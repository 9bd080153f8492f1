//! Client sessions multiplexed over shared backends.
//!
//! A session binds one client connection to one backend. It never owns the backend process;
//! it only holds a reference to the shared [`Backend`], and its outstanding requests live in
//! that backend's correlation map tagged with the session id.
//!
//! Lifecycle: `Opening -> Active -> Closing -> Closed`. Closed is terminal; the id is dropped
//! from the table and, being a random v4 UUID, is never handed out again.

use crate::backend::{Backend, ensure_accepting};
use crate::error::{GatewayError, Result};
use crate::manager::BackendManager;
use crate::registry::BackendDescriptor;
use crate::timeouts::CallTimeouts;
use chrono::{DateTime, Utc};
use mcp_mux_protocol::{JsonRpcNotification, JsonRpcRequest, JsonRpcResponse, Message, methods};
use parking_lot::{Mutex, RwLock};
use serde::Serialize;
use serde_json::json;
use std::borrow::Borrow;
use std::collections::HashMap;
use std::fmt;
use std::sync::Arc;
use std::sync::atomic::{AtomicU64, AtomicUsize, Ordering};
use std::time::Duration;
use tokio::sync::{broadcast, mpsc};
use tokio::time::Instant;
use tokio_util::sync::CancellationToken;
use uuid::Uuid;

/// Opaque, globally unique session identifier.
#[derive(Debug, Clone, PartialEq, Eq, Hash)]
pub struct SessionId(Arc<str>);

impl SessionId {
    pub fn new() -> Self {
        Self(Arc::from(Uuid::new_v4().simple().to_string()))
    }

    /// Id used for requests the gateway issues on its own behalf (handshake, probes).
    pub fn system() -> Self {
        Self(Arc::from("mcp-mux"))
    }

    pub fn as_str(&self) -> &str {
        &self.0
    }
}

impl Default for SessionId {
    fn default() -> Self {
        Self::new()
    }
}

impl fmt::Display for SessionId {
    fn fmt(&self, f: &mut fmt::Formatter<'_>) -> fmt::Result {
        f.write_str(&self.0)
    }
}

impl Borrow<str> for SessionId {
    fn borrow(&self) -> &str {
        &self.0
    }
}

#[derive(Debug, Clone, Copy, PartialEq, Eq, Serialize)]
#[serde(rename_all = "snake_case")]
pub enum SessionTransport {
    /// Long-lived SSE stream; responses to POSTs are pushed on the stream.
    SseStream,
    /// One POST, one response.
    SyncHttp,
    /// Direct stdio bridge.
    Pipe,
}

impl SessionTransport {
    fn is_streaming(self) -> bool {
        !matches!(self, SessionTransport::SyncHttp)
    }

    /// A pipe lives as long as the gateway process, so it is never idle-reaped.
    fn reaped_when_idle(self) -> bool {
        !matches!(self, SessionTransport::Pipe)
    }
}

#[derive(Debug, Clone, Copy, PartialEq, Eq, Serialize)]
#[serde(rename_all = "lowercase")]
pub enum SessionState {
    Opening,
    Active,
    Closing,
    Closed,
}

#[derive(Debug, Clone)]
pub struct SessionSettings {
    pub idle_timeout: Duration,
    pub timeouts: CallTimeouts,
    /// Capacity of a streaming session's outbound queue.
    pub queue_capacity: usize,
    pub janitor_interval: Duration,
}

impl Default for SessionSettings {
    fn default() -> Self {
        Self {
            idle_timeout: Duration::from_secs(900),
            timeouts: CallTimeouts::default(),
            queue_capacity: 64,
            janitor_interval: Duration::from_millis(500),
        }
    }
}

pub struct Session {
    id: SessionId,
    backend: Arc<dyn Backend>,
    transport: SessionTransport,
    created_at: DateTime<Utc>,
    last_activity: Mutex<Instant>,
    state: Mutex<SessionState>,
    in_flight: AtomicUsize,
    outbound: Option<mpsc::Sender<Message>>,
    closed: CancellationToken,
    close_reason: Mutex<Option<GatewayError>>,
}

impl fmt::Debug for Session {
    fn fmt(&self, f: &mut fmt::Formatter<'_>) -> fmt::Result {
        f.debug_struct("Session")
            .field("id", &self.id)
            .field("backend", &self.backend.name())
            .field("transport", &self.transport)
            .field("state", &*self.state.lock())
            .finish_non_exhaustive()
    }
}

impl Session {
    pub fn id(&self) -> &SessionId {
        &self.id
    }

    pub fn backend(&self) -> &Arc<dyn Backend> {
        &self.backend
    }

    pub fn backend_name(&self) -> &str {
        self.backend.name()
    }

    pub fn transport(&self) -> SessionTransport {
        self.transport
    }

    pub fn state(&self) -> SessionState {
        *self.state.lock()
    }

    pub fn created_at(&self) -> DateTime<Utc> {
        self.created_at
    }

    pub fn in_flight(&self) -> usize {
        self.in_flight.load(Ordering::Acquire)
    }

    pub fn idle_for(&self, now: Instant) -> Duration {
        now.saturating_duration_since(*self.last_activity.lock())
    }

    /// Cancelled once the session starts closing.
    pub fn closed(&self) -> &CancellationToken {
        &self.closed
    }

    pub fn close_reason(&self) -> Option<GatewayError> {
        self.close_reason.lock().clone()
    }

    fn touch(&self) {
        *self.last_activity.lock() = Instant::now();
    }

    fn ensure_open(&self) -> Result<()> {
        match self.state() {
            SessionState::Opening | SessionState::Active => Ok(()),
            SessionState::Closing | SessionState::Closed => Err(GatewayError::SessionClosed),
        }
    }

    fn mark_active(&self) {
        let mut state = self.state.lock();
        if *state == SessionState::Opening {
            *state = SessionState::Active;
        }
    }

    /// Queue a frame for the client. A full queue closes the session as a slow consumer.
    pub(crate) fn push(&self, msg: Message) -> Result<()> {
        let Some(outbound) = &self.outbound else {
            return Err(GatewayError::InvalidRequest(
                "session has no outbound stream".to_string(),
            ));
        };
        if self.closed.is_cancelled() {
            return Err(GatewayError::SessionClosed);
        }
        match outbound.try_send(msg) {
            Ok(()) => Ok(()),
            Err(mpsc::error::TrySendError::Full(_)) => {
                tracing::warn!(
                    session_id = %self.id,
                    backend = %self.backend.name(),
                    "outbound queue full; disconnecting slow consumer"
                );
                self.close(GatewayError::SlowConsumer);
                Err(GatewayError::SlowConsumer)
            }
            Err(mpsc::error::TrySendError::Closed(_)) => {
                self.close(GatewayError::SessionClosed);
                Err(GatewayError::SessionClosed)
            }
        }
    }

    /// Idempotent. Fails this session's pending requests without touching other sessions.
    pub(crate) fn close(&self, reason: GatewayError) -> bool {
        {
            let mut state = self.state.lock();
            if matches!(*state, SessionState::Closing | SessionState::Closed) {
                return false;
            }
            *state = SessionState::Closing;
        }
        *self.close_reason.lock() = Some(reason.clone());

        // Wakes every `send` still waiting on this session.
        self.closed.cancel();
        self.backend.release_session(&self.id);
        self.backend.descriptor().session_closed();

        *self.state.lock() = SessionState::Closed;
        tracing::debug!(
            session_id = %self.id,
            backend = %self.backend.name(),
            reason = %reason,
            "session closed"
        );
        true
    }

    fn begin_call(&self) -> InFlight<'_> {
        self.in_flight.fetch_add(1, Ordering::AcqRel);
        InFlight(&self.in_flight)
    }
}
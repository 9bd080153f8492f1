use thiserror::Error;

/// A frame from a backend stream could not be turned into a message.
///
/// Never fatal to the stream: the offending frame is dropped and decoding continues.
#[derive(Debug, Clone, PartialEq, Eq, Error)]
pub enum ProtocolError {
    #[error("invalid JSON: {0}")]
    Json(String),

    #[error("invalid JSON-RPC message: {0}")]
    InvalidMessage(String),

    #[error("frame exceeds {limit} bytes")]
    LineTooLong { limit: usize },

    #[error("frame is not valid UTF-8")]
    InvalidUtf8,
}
========================================================================
▶ **Your instructions**: Up to and including the line that contains "use crate::manager::BackendManager;", output the records above exactly, beginning with their first line.

▶ **Answer box**:
repository 9bd080153f8492f1
//! Client sessions multiplexed over shared backends.
//!
//! A session binds one client connection to one backend. It never owns the backend process;
//! it only holds a reference to the shared [`Backend`], and its outstanding requests live in
//! that backend's correlation map tagged with the session id.
//!
//! Lifecycle: `Opening -> Active -> Closing -> Closed`. Closed is terminal; the id is dropped
//! from the table and, being a random v4 UUID, is never handed out again.

use crate::backend::{Backend, ensure_accepting};
use crate::error::{GatewayError, Result};
use crate::manager::BackendManager;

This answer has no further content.